Promis m'sieur l'agent, on est des vrai écossais!
                Ce qui a d’intéressant avec le Happy End, c’est que souvent ils sont assez mal vus dans le cinéma mainstream car considérés comme un peu clichés, ou trop peu inattendus. Parfois on leur reproche même de défendre une morale aseptisée très éloignée de la réalité – genre « les gentils gagnent toujours ». Alors qu’en fait c’est assez faux : un film dans lequel un héros vertueux gagne à la fin contre les méchants corrompus (comme dans un Marvel par exemple) défend la même morale qu’un autre film dans lequel le héros corrompu meurt tué par la justice (comme dans Scarface par exemple). Pourtant seul le premier sera vécu comme un Happy End.
                Bref, après ce petit moment de philosophie pour débile profond, revenons à notre sujet : la fin de La part des anges me laisse perplexe. En effet, de prime abord, le film se termine bien : Robbie parvient à échapper à son passé de délinquant. Sauf que la méthode utilisée est pour le moins… discutable. Car si on regarde de plus près, c’est en poursuivant ses activités criminelles qu’il a pu s’en sortir. Donc finalement, la thèse du film, c’est que le seul moyen pour les criminels de s’en sortir… c’est de continuer à être des criminels en fait… Peut-on vraiment estimer que c’est un Happy End dans ces conditions ? Un vrai Happy End aurait été que Robbie trouve un travail et parvienne à se sortir de la fange tout en restant dans le droit chemin.

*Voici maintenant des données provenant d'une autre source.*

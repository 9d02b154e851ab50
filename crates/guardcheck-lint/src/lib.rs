// SPDX-License-Identifier: (MIT OR Apache-2.0)
//! `guardcheck check`: lock discipline checks over a source file.
//!
//! Parses and resolves the file, discovers its analysis units and runs the
//! selected rules. Parse errors stop checking; resolution problems are
//! reported as warnings and checking continues.

pub mod config;
pub mod guarded_by;
pub mod rules;
pub mod types;
pub mod units;

pub use config::{Config, ConfigError, CONFIG_FILE};
pub use guarded_by::GuardedByChecker;
pub use types::{CheckOpts, CheckReport};

use guardcheck_diagnostics::json::to_json_string;
use guardcheck_diagnostics::{Diagnostic, Severity, ToDiagnostic};

/// Parse source and run the selected rules.
pub fn check(source: &str, file: &str, opts: &CheckOpts) -> CheckReport {
    let parsed = guardcheck_parser::parse_compilation_unit(source);
    let mut diagnostics: Vec<Diagnostic> = parsed.errors.iter().map(|e| e.to_diagnostic()).collect();

    if parsed.is_ok() {
        let resolution = guardcheck_resolve::resolve(&parsed.unit);
        diagnostics.extend(resolution.errors.iter().map(|e| e.to_diagnostic()));

        let units = units::collect_units(&parsed.unit, &resolution);
        let mut found = rules::run_rules(&rules::RuleContext {
            source,
            resolution: &resolution,
            units: &units,
            opts,
        });
        found.sort_by_key(|d| d.primary_span().map(|s| s.start));
        diagnostics.append(&mut found);
    } else {
        log::debug!("{}: skipping rules after {} parse errors", file, parsed.errors.len());
    }

    let error_count = diagnostics
        .iter()
        .filter(|d| d.severity == Severity::Error)
        .count();
    let warning_count = diagnostics
        .iter()
        .filter(|d| d.severity == Severity::Warning)
        .count();

    CheckReport {
        file: file.to_string(),
        source: source.to_string(),
        success: error_count == 0,
        diagnostics,
        error_count,
        warning_count,
    }
}

/// Serialize a check report to JSON.
pub fn check_json(report: &CheckReport) -> String {
    to_json_string(&[report.to_json_report()])
}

                Ce que je trouve d’autant plus étrange dans cette fin, c’est que contrairement à Moi, Daniel Blake, qui dénonçait la société qui n’aide en rien les chômeurs à sortir du chômage, ici je n’ai pas l’impression qu’il dénonce quoique ce soit : finalement ce qui fait que Robbie est obligé de rester criminel, c’est plus les autres criminels que le reste de la société. D’ailleurs, par le biais d’Henri, on a même l’impression qu’au contraire, on lui fournit autant d’aide que possible.
                De ce fait, je ne sais que penser de cette fin. Parce qu’autant au début j’étais content de voir Robbie pouvoir emmener sa copine et son fils vers une vie meilleure et je me sentais parfaitement satisfait avec cette Happy End tout à fait entendu mais non moins agréable.
Mais après coup je me suis retrouvé à penser qu’en fait, les délinquants se tirent tellement la bourre entre eux, que la seule porte de sortie qu’il leur reste, c’est la magouille. Donc un criminel ne peut foncièrement que rester un criminel, même en essayant de changer. Et d’un seul coup, mon Happy End dont j’étais très content a volé en éclat pour devenir une prise de conscience assez froide sur les conditions de vie de certains délinquants ou anciens délinquants. J’avais d’un coup la désagréable impression qu’on m’avait forcé à réfléchir sans me demander mon avis, et totalement à l’insu de mon plein gré par-dessus le marché.  
Je suis ressorti du visionnage du film avec l’impression d’un message beaucoup plus subtil, beaucoup moins tape à l’œil – mais d’autant plus percutant – quand on le compare avec Moi Daniel Blake, qui exposait vraiment une situation problématique en nous la livrant de façon très brute, très abrupte, mais donc plus émotionnelle, plus épidermique. Ici, j’ai plus senti une réaction réflexive, une déduction guidée doucement vers sa conclusion à lui. Ce très cher Ken est bien pernicieux !
                Mais j’interprète peut être un peu trop là-dessus. Je ne saurais que vous conseiller de regarder le film pour vous faire votre propre idée, et éventuellement de venir donner votre avis en commentaire !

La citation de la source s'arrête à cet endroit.